L'inhibiteur topique de la Janus kinase (JAK), ruxolitinib (JAK 1 et 2), est disponible pour le traitement du vitiligo (5). Un autre inhibiteur de JAK, le tofacitinib (JAK 1 et 3) est actuellement à l'étude. Cependant, la dépigmentation peut réapparaître après l'arrêt de ces agents.

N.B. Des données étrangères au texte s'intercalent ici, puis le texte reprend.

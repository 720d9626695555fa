//! Library listing, streaming, and deletion

use crate::AppState;
use axum::body::Body;
use axum::extract::{Path as UrlPath, State};
use axum::http::header;
use axum::response::{IntoResponse, Response};
use axum::Json;
use serde::Deserialize;
use serde_json::{json, Value};
use std::path::Path;
use tokio_util::io::ReaderStream;
use tunevault_common::fingerprint::human_size;

/// Codec extensions the library knows about
const AUDIO_EXTENSIONS: &[&str] = &["mp3", "opus", "ogg"];

#[derive(Debug, Deserialize)]
pub struct DeleteRequest {
    #[serde(default)]
    pub filename: String,
}

/// GET /api/library - downloaded files, newest first
pub async fn library(State(state): State<AppState>) -> Json<Value> {
    let mut songs: Vec<(std::time::SystemTime, Value)> = Vec::new();

    let Ok(mut entries) = tokio::fs::read_dir(&state.music_dir).await else {
        return Json(json!([]));
    };

    while let Ok(Some(entry)) = entries.next_entry().await {
        let path = entry.path();
        let Some(ext) = path.extension().and_then(|e| e.to_str()) else {
            continue;
        };
        if !AUDIO_EXTENSIONS.contains(&ext) {
            continue;
        }
        let Ok(meta) = entry.metadata().await else {
            continue;
        };

        let size = meta.len();
        let modified = meta.modified().unwrap_or(std::time::UNIX_EPOCH);
        let filename = path
            .file_name()
            .map(|n| n.to_string_lossy().into_owned())
            .unwrap_or_default();
        let title = path
            .file_stem()
            .map(|n| n.to_string_lossy().into_owned())
            .unwrap_or_default();

        songs.push((
            modified,
            json!({
                "filename": filename,
                "title": title,
                "size": size,
                "size_human": human_size(size),
                "duration": estimate_duration_secs(size, ext),
                "codec": ext,
            }),
        ));
    }

    songs.sort_by(|a, b| b.0.cmp(&a.0));
    Json(json!(songs.into_iter().map(|(_, v)| v).collect::<Vec<_>>()))
}

/// GET /api/music/{filename} - stream an audio file for playback
pub async fn stream_music(
    State(state): State<AppState>,
    UrlPath(filename): UrlPath<String>,
) -> Response {
    if !is_safe_library_name(&filename) {
        return Json(json!({ "error": "File not found" })).into_response();
    }

    let path = state.music_dir.join(&filename);
    let Ok(file) = tokio::fs::File::open(&path).await else {
        return Json(json!({ "error": "File not found" })).into_response();
    };

    let mime = mime_for_name(&filename);
    let stream = ReaderStream::new(file);
    ([(header::CONTENT_TYPE, mime)], Body::from_stream(stream)).into_response()
}

/// POST /api/delete - remove one file from the library
pub async fn delete(
    State(state): State<AppState>,
    Json(request): Json<DeleteRequest>,
) -> Json<Value> {
    if !is_safe_library_name(&request.filename) {
        return Json(json!({ "error": "File not found" }));
    }

    let path = state.music_dir.join(&request.filename);
    match tokio::fs::remove_file(&path).await {
        Ok(()) => Json(json!({ "success": true })),
        Err(_) => Json(json!({ "error": "File not found" })),
    }
}

/// A library name is a bare audio file name: no separators, no traversal,
/// known codec extension.
fn is_safe_library_name(filename: &str) -> bool {
    if filename.is_empty()
        || filename.contains('/')
        || filename.contains('\\')
        || filename.contains("..")
    {
        return false;
    }
    Path::new(filename)
        .extension()
        .and_then(|e| e.to_str())
        .map(|ext| AUDIO_EXTENSIONS.contains(&ext))
        .unwrap_or(false)
}

fn mime_for_name(filename: &str) -> &'static str {
    match Path::new(filename).extension().and_then(|e| e.to_str()) {
        Some("mp3") => "audio/mpeg",
        Some("opus") => "audio/webm",
        Some("ogg") => "audio/ogg",
        _ => "application/octet-stream",
    }
}

/// Rough duration from file size and a typical bitrate for the codec.
/// Good enough for the library view; the player shows the real value.
fn estimate_duration_secs(size: u64, ext: &str) -> u64 {
    let bitrate_bps: u64 = match ext {
        "mp3" => 320_000,
        _ => 128_000,
    };
    size * 8 / bitrate_bps
}

#[cfg(test)]
mod tests {
    use super::*;

    #[test]
    fn rejects_traversal_and_foreign_extensions() {
        assert!(is_safe_library_name("Song.mp3"));
        assert!(is_safe_library_name("My Song - live.opus"));
        assert!(!is_safe_library_name("../etc/passwd"));
        assert!(!is_safe_library_name("dir/Song.mp3"));
        assert!(!is_safe_library_name("Song.exe"));
        assert!(!is_safe_library_name("Song"));
        assert!(!is_safe_library_name(""));
    }

    #[test]
    fn mime_types() {
        assert_eq!(mime_for_name("a.mp3"), "audio/mpeg");
        assert_eq!(mime_for_name("a.opus"), "audio/webm");
        assert_eq!(mime_for_name("a.ogg"), "audio/ogg");
    }

    #[test]
    fn duration_estimate() {
        // 10 MB at 320 kbps is about 250 seconds
        assert_eq!(estimate_duration_secs(10_000_000, "mp3"), 250);
    }
}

Références pour le traitement
1. Kubelis-López DE, Zapata-Salazar NA, Said-Fernández SL, et al. Updates and new medical treatments for vitiligo (Review). Exp Ther Med. 2021;22(2):797. doi:10.3892/etm.2021.10229
2. van Geel N, Speeckaert R, Taïeb A, et al. Worldwide expert recommendations for the diagnosis and management of vitiligo: Position statement from the International Vitiligo Task Force Part 1: towards a new management algorithm. J Eur Acad Dermatol Venereol. 2023;37(11):2173-2184. doi:10.1111/jdv.19451
3. Esmat SM, El-Mofty M, Rasheed H, et al. Efficacy of narrow band UVB with or without OMP in stabilization of vitiligo activity in skin photo-types (III-V): A double-blind, randomized, placebo-controlled, prospective, multicenter study. Photodermatol Photoimmunol Photomed. 2022;38(3):277-287. doi:10.1111/phpp.12749
4. Gan EY, Kong YL, Tan WD, et al. Twelve-month and sixty-month outcomes of noncultured cellular grafting for vitiligo. J Am Acad Dermatol. 2016;75(3):564-571. doi:10.1016/j.jaad.2016.04.007
5. Phan K, Phan S, Shumack S, Gupta M. Repigmentation in vitiligo using janus kinase (JAK) inhibitors with phototherapy: systematic review and Meta-analysis. J Dermatolog Treat. 2022;33(1):173-177. doi:10.1080/09546634.2020.1735615.
Points clés
Certains cas de vitiligo peuvent impliquer des mutations génétiques ou des troubles auto-immuns.
Le vitiligo peut être focal, segmentaire, ou, plus rarement, généralisé.
Diagnostiquer par l'examen de la peau mais envisager de tester par numération formule sanguine, glycémie à jeun, des tests de la fonction thyroïdienne et les anticorps anti-péroxydase thyroïdienne.
Envisager des traitements par le calcipotriène topique plus dipropionate de bétaméthasone, la monothérapie corticostéroïde topique, les UVB à bande étroite, ou un inhibiteur de la calcineurine (tacrolimus et pimécrolimus).
Les inhibiteurs de Janus kinase sont une modalité de traitement émergente du vitiligo.